Vitess offers a choice of two VReplication commands to perform the data migration process described above: MoveTables or Materialize.

Both methods use a combination of transactional SELECTs and filtered MySQL replication to copy each of the tables in the source database to Vitess. Once all the data is copied, the two databases are kept in sync using the replication stream from the source database. While in this synchronized state, you can verify the source and destination are in sync, and testing on the copy of the data in Vitess can commence.

Once the testing has completed, application traffic can be removed from the source MySQL database and switched to the Vitess database. For this switch, a small amount of downtime will be necessary. This downtime could be seconds or minutes, depending on the application and application automation.

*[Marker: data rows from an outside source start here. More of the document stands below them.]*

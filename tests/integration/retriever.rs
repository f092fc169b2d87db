//! Field retrieval against a mock org.

use std::sync::Arc;

use serde_json::json;
use sf_inventory::{FieldRetriever, LocalComponents};

use super::common::*;

const FIELD_QUERY: &str =
    "SELECT Id, QualifiedApiName, EntityDefinitionId, DeveloperName, NamespacePrefix FROM FieldDefinition";

fn durable_id_query(object: &str) -> String {
    format!("SELECT DurableId FROM EntityDefinition WHERE QualifiedApiName = '{object}'")
}

fn field_query(durable_id: &str) -> String {
    format!("{FIELD_QUERY} WHERE EntityDefinitionId = '{durable_id}'")
}

fn field_row(durable_id: &str, name: &str) -> serde_json::Value {
    json!({
        "attributes": {"type": "FieldDefinition"},
        "Id": format!("{durable_id}.{name}"),
        "QualifiedApiName": name,
        "EntityDefinitionId": durable_id,
        "DeveloperName": name.trim_end_matches("__c"),
        "NamespacePrefix": null
    })
}

async fn org_with_fields() -> wiremock::MockServer {
    let server = mock_org().await;

    mount_query(
        &server,
        "SELECT SobjectType FROM ObjectPermissions GROUP BY SobjectType",
        json!([
            {"attributes": {"type": "AggregateResult"}, "SobjectType": "Account"},
            {"attributes": {"type": "AggregateResult"}, "SobjectType": "Invoice__c"},
            {"attributes": {"type": "AggregateResult"}, "SobjectType": "Retired__c"}
        ]),
    )
    .await;

    mount_query(&server, &durable_id_query("Account"), json!([{"DurableId": "Account"}])).await;
    mount_query(&server, &durable_id_query("Invoice__c"), json!([{"DurableId": "01I5g000000abcd"}])).await;
    mount_query(&server, &durable_id_query("Retired__c"), json!([])).await;

    mount_query(
        &server,
        &field_query("Account"),
        json!([field_row("Account", "Name"), field_row("Account", "Rating")]),
    )
    .await;
    mount_query(
        &server,
        &field_query("01I5g000000abcd"),
        json!([field_row("01I5g000000abcd", "Amount__c")]),
    )
    .await;

    server
}

#[tokio::test]
async fn test_field_crawl_through_rest_queries() {
    let server = org_with_fields().await;
    let fields = FieldRetriever::for_gateway(Arc::new(client_for(&server)), LocalComponents::new(false));

    let all = fields.get_fields().await.expect("crawl should succeed");
    let names: Vec<&str> = all.iter().map(|f| f.full_name.as_str()).collect();
    assert_eq!(names, vec!["Account.Name", "Account.Rating", "Invoice__c.Amount__c"]);
    assert_eq!(all[2].entity_definition_id.as_deref(), Some("01I5g000000abcd"));

    assert!(fields.field_exists("Invoice__c.Amount__c").await.unwrap());
    assert!(!fields.field_exists("Invoice__c.Missing__c").await.unwrap());
    assert!(fields.get_fields_by_object_name("Retired__c").await.unwrap().is_empty());
}

#[tokio::test]
async fn test_field_exists_with_local_source() {
    let server = org_with_fields().await;
    let mut local = LocalComponents::new(false);
    local.insert("CustomField", "Invoice__c.Draft__c");
    let fields = FieldRetriever::for_gateway(Arc::new(client_for(&server)), local);

    assert!(fields.field_exists("Invoice__c.Draft__c").await.unwrap());
    assert!(fields.field_exists("Account.Rating").await.unwrap());
    assert_eq!(
        fields.entities().durable_id("Account").await.unwrap().as_deref(),
        Some("Account")
    );
}

#[tokio::test]
async fn test_source_only_never_queries() {
    let server = mock_org().await;
    let fields = FieldRetriever::for_gateway(Arc::new(client_for(&server)), LocalComponents::new(true));

    assert!(!fields.field_exists("Account.Rating").await.unwrap());
    let requests = server.received_requests().await.unwrap_or_default();
    assert!(requests.is_empty());
}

There are some differences between MoveTables and Materialize that you will need to evaluate to determine which process to use:

Materialize: This process works well if you want to get data out as purely a copy or you want to transform the data during the copying process

  • Has more flexibility because you can transform the data while you are migrating it. E.g. you can choose not to migrate specific columns from a table
  • It isn’t directly reversible. E.g. changes to the downstream Vitess copy of the data after the application cutover will not flow back to the original source MySQL database
  • Switching over application traffic is not integrated. You have to manually configure the commands in order to do the switch over

MoveTables: This process works well if you want to have minimum downtime during the switch over and to be able to reverse the switch over

  • Switch reads and switch writes are integrated
  • Allows the switch over to be reversible due to reverse replication. Writes to Vitess can be propagated back to the source MySQL database after the copy
  • Cannot transform the data during the migration. The assumption is that the entire dataset is being copied as is

Choosing the Right Method

The first and most important point to consider when choosing the right method is whether you can or cannot interconnect between components on your network. If you cannot, or do not wish to, perform extra steps to ensure interconnectivity then you will need to use the ‘Stop-the-world’ method.

If you can ensure interconnectivity and that the target VTTablets are in the same Vitess cluster, then for cases when larger amounts of downtime are not an option you will want to use VReplication with either MoveTables or Materialize.

Method 3: Application-level migration

In some cases it might be necessary to perform the data migration on an application level. Reasons for this might be things like:

  • The source data is spread across a large set of MySQL databases, and is being consolidated as part of the migration process. Thus it’s not possible to migrate data using only normal MySQL replication
  • The source database systems are not running MySQL Row-Based Replication and it’s not possible, feasible, or practical to convert them
  • The source database system might not be MySQL, in which case a custom application-level migration will be necessary

In these cases custom tools must first be written on the application side to start writing data to both the legacy database and Vitess. Secondly, the source data must be moved over in bulk to the Vitess database and then the switch over can be performed.

There are multiple options to do those steps, however we won’t go into detail as each situation for these cases is unique. A summary of some potential options are:

“Stop the world”:

  • Write application-level tools to export, import, and verify data between the source and destination systems.

Dual writes:

  • Modify the application to start doing dual writes between the source and destination databases, while the application is still pointing to the source database as the primary datastore.
  • Create custom tools to backfill old data from the source to destination system. VReplication could be used to form a part of this solution.
  • Cut-over by having the application start to read, as well as write, from the destination Vitess database as the primary data source. This option can be reversible, assuming the dual writes continue after the read cutover.